Begin at the top of the records and copy each line exactly. The line containing "on configured port" is the last one to include.

• Data extract:
- Opening Delimiter -
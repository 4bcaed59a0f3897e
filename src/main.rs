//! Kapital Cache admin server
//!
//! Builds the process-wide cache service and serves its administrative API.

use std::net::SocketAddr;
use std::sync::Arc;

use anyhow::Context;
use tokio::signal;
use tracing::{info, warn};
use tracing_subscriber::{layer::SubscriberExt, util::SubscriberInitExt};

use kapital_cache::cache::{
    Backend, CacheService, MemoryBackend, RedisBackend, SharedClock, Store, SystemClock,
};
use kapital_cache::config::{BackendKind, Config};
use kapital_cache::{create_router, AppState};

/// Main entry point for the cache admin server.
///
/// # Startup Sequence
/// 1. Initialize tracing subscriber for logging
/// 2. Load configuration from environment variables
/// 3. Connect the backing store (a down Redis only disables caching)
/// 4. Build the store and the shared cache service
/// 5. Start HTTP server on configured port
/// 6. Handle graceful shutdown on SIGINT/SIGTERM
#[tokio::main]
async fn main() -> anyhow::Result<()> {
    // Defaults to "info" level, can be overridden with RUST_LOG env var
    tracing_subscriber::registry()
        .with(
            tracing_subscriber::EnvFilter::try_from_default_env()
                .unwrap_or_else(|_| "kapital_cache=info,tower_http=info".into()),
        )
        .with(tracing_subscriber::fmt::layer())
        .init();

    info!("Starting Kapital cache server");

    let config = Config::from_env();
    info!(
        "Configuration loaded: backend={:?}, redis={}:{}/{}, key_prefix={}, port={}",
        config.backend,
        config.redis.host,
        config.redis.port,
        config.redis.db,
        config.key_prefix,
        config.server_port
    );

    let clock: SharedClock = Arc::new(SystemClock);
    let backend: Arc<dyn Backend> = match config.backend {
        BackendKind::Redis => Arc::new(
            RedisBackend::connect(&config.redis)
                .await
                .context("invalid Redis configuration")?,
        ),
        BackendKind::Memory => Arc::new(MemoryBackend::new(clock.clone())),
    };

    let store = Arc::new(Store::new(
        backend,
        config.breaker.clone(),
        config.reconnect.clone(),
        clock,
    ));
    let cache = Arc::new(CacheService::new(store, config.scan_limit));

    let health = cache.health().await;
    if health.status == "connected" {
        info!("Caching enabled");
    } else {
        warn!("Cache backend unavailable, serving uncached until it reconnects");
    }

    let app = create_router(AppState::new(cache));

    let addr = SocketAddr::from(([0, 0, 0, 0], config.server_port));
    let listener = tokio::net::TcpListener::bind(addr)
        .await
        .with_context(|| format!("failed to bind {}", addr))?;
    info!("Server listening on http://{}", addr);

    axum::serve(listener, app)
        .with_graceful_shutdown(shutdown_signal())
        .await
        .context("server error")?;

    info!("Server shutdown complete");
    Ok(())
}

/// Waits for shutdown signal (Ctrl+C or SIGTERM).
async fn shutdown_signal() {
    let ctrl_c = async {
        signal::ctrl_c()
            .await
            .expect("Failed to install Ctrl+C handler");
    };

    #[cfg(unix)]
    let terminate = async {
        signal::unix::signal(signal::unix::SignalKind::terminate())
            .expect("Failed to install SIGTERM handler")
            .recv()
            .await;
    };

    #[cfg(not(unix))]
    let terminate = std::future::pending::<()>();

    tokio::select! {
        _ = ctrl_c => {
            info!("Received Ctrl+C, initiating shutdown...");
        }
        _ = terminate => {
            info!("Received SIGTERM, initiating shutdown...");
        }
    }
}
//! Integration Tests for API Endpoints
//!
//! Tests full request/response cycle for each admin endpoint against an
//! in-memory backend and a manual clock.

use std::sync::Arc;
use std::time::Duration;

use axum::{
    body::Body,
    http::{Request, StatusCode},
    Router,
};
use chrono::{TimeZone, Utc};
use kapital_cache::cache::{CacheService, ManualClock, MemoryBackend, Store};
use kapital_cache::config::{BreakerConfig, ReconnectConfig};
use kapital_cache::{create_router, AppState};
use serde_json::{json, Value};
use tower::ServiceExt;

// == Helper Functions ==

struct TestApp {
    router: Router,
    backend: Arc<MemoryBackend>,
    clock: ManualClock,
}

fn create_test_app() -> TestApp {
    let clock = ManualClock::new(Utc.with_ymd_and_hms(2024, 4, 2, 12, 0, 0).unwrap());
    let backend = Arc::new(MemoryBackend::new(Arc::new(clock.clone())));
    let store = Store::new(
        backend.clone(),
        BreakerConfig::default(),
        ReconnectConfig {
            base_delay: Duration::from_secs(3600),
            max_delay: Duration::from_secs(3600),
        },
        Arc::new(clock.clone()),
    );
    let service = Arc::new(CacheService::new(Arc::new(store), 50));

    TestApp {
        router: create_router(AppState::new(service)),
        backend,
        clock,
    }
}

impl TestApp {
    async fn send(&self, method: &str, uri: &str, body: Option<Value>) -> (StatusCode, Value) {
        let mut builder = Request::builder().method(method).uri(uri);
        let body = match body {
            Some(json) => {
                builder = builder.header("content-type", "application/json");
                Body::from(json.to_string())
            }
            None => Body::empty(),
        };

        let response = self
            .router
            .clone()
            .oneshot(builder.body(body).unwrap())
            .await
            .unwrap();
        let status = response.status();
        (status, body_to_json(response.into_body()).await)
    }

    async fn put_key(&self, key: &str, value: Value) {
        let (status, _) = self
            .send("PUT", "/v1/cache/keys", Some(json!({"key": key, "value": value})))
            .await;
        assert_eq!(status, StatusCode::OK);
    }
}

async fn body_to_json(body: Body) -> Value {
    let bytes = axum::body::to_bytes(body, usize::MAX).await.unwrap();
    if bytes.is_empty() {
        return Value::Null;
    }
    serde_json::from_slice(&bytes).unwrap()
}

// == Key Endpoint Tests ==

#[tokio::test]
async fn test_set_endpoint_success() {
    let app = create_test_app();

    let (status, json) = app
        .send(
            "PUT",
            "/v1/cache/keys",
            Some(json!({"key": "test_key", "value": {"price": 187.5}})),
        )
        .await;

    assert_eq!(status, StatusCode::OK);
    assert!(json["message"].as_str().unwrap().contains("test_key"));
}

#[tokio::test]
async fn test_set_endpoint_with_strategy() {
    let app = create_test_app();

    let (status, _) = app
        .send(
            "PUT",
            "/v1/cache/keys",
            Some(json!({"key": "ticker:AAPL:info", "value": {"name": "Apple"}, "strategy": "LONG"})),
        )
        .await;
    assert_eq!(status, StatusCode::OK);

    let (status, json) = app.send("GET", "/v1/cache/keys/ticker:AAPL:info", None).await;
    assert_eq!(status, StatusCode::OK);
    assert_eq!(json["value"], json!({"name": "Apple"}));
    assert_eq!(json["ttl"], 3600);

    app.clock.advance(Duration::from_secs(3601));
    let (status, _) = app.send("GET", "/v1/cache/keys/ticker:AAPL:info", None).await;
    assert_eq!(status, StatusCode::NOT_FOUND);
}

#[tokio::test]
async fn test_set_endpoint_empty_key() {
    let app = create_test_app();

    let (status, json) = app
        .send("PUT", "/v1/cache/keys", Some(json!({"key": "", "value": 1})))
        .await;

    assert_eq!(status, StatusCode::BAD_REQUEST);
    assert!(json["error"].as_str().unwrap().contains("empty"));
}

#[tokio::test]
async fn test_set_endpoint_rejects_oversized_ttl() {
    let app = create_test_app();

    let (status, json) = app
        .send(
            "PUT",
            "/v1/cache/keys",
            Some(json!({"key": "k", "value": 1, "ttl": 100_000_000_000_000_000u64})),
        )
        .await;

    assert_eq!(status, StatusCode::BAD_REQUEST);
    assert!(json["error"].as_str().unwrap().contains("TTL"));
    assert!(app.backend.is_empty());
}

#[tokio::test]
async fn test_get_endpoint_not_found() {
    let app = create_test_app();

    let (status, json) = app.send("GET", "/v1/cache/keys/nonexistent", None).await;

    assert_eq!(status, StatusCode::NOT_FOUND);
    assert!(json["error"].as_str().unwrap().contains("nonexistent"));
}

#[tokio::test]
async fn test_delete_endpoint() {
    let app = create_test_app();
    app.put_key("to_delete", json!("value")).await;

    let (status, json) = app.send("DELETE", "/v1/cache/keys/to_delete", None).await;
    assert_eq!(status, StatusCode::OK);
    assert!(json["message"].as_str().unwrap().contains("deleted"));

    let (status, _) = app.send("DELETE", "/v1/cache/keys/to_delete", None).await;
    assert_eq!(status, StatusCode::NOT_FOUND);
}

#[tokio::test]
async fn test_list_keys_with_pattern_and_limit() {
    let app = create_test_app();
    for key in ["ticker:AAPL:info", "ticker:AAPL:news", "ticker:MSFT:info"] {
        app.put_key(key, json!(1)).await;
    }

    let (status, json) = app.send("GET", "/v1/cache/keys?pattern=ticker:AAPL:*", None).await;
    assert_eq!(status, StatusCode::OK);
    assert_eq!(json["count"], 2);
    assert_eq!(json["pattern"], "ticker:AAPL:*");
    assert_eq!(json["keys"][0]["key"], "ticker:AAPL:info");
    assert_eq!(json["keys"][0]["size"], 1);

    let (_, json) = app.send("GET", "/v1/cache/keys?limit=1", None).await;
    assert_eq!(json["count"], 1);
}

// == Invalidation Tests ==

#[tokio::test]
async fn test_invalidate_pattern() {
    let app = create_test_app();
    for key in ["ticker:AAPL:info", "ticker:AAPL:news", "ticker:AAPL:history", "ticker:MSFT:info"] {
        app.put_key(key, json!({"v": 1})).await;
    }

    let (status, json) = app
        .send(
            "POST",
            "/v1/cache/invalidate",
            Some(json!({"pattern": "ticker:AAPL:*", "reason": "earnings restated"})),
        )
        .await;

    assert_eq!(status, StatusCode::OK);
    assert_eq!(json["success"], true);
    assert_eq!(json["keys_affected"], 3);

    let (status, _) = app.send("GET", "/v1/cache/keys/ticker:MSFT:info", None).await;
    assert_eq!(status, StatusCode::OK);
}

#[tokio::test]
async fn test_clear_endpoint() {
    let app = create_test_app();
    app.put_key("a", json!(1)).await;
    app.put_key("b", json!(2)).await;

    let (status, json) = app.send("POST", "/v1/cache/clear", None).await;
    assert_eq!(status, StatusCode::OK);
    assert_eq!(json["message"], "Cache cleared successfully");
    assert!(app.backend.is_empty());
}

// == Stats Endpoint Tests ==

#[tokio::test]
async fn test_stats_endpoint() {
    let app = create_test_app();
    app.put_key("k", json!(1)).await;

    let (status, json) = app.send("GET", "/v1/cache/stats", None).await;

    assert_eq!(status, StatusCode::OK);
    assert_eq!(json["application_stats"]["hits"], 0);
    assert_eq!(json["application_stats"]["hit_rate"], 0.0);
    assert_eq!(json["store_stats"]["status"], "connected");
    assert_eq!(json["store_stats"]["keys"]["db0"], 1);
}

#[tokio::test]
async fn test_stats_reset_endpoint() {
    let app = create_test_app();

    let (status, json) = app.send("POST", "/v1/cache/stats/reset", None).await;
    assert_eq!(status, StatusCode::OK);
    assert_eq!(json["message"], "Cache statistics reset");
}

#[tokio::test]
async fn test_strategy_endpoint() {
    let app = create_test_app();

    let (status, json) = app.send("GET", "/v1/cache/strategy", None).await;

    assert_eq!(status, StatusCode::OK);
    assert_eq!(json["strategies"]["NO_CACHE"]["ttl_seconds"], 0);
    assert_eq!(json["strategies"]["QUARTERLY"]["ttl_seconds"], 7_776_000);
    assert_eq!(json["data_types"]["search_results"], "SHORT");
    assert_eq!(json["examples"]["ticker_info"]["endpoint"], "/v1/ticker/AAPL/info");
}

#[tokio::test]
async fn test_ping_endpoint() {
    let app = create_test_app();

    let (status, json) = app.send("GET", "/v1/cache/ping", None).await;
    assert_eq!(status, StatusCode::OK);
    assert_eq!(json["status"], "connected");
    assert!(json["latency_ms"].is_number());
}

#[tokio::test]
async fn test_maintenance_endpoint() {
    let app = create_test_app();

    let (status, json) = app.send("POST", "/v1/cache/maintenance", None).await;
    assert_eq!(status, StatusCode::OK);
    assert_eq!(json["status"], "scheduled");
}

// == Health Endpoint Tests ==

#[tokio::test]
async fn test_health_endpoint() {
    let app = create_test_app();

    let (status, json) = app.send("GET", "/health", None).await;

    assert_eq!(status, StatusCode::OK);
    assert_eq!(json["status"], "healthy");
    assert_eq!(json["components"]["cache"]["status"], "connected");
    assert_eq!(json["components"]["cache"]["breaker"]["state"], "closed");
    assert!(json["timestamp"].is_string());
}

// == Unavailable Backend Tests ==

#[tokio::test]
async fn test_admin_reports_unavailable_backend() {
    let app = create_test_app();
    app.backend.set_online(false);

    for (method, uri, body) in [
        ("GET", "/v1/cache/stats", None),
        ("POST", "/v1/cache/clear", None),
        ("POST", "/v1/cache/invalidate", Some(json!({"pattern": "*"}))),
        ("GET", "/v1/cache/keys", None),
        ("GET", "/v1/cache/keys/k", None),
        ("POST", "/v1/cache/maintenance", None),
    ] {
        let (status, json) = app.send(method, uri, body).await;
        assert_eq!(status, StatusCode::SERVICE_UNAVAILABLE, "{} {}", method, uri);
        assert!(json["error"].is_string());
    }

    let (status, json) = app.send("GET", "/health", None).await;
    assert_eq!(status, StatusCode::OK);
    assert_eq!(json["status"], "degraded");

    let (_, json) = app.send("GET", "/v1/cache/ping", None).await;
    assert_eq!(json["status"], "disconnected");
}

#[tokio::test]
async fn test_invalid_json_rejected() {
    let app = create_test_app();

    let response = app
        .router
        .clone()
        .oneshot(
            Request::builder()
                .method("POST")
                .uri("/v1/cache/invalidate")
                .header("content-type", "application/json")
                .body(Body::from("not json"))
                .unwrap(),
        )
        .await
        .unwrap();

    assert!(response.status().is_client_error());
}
- Closing Delimiter -
• Result of this exercise:
repository 4bcaed59a0f3897e
filename src/main.rs
//! Kapital Cache admin server
//!
//! Builds the process-wide cache service and serves its administrative API.

use std::net::SocketAddr;
use std::sync::Arc;

use anyhow::Context;
use tokio::signal;
use tracing::{info, warn};
use tracing_subscriber::{layer::SubscriberExt, util::SubscriberInitExt};

use kapital_cache::cache::{
    Backend, CacheService, MemoryBackend, RedisBackend, SharedClock, Store, SystemClock,
};
use kapital_cache::config::{BackendKind, Config};
use kapital_cache::{create_router, AppState};

/// Main entry point for the cache admin server.
///
/// # Startup Sequence
/// 1. Initialize tracing subscriber for logging
/// 2. Load configuration from environment variables
/// 3. Connect the backing store (a down Redis only disables caching)
/// 4. Build the store and the shared cache service
/// 5. Start HTTP server on configured port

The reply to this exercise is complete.